Pick out each line in these entries that contains the string "only".

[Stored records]
--

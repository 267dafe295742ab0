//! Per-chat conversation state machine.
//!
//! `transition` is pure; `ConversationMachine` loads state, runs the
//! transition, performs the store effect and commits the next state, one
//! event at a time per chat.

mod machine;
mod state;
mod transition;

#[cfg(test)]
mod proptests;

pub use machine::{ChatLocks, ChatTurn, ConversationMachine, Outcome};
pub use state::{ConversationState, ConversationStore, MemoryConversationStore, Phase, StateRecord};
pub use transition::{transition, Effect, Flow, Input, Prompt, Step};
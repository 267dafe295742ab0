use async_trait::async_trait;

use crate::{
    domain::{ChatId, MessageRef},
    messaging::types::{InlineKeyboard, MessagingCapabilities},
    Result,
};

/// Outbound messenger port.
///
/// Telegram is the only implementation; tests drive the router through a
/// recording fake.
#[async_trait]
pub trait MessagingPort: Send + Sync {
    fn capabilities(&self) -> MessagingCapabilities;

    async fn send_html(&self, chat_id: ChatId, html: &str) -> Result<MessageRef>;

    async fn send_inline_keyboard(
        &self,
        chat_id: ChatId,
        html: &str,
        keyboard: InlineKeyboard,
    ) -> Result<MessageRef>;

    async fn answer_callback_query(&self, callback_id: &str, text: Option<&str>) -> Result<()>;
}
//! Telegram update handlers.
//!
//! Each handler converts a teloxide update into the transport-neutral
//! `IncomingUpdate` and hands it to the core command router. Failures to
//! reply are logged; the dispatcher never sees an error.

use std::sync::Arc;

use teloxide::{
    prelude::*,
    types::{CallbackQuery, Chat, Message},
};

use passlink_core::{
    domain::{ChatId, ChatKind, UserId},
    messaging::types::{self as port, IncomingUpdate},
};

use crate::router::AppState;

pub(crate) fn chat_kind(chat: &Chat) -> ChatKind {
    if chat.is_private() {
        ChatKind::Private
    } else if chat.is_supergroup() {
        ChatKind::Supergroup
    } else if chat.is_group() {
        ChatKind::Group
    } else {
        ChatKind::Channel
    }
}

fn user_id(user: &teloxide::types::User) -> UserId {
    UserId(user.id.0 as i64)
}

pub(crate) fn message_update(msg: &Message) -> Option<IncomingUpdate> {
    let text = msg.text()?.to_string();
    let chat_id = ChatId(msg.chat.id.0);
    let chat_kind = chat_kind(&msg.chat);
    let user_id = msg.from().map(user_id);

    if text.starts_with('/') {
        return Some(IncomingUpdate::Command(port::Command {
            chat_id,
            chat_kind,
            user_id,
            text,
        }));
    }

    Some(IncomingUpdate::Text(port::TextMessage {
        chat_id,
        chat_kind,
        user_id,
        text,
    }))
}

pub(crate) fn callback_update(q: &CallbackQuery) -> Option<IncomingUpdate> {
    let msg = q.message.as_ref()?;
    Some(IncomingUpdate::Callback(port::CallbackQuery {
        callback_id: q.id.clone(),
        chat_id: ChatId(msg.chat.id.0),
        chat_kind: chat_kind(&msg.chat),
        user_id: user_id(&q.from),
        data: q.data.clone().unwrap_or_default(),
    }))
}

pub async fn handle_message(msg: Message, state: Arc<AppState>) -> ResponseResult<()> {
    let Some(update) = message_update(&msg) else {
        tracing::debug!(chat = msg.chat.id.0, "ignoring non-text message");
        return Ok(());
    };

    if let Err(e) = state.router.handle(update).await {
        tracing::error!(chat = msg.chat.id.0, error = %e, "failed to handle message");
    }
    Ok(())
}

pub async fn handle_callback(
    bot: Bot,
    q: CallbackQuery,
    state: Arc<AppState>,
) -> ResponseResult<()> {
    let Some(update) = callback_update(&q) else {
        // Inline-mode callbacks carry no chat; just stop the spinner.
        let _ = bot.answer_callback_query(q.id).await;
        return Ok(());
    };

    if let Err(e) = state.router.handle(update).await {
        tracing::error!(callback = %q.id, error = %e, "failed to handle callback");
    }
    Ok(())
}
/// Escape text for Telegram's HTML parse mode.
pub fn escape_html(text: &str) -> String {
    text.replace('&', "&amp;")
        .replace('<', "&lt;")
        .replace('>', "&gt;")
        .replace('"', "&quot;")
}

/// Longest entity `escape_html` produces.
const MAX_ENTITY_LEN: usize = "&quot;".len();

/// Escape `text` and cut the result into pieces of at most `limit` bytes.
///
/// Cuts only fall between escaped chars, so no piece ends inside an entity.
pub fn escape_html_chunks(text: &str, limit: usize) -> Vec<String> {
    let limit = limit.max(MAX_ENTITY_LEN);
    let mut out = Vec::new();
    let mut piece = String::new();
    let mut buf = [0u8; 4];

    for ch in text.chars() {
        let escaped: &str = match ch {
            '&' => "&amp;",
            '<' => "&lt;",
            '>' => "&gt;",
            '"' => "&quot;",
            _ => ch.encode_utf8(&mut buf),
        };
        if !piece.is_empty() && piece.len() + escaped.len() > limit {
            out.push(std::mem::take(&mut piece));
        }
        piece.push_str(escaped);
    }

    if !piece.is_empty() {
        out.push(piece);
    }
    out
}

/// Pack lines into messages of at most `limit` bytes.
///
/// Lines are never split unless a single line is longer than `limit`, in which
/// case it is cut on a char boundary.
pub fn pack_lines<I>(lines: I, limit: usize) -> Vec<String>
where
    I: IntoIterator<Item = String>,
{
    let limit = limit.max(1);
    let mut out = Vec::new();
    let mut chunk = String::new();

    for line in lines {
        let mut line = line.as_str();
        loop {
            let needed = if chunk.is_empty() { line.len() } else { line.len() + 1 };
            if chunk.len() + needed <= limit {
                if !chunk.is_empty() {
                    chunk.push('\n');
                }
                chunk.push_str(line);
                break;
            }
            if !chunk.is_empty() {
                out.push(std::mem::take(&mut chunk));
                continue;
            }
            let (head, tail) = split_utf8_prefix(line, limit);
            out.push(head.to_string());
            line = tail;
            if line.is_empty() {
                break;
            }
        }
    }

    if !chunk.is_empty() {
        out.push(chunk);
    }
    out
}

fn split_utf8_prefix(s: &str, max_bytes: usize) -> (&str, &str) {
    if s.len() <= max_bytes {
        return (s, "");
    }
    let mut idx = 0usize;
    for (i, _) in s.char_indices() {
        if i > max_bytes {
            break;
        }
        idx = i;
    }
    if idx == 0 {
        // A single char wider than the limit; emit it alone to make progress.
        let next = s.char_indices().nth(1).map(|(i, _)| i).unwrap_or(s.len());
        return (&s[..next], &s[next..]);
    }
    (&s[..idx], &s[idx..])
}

--

Expected answer:
/// Telegram is the only implementation; tests drive the router through a
/// Cuts only fall between escaped chars, so no piece ends inside an entity.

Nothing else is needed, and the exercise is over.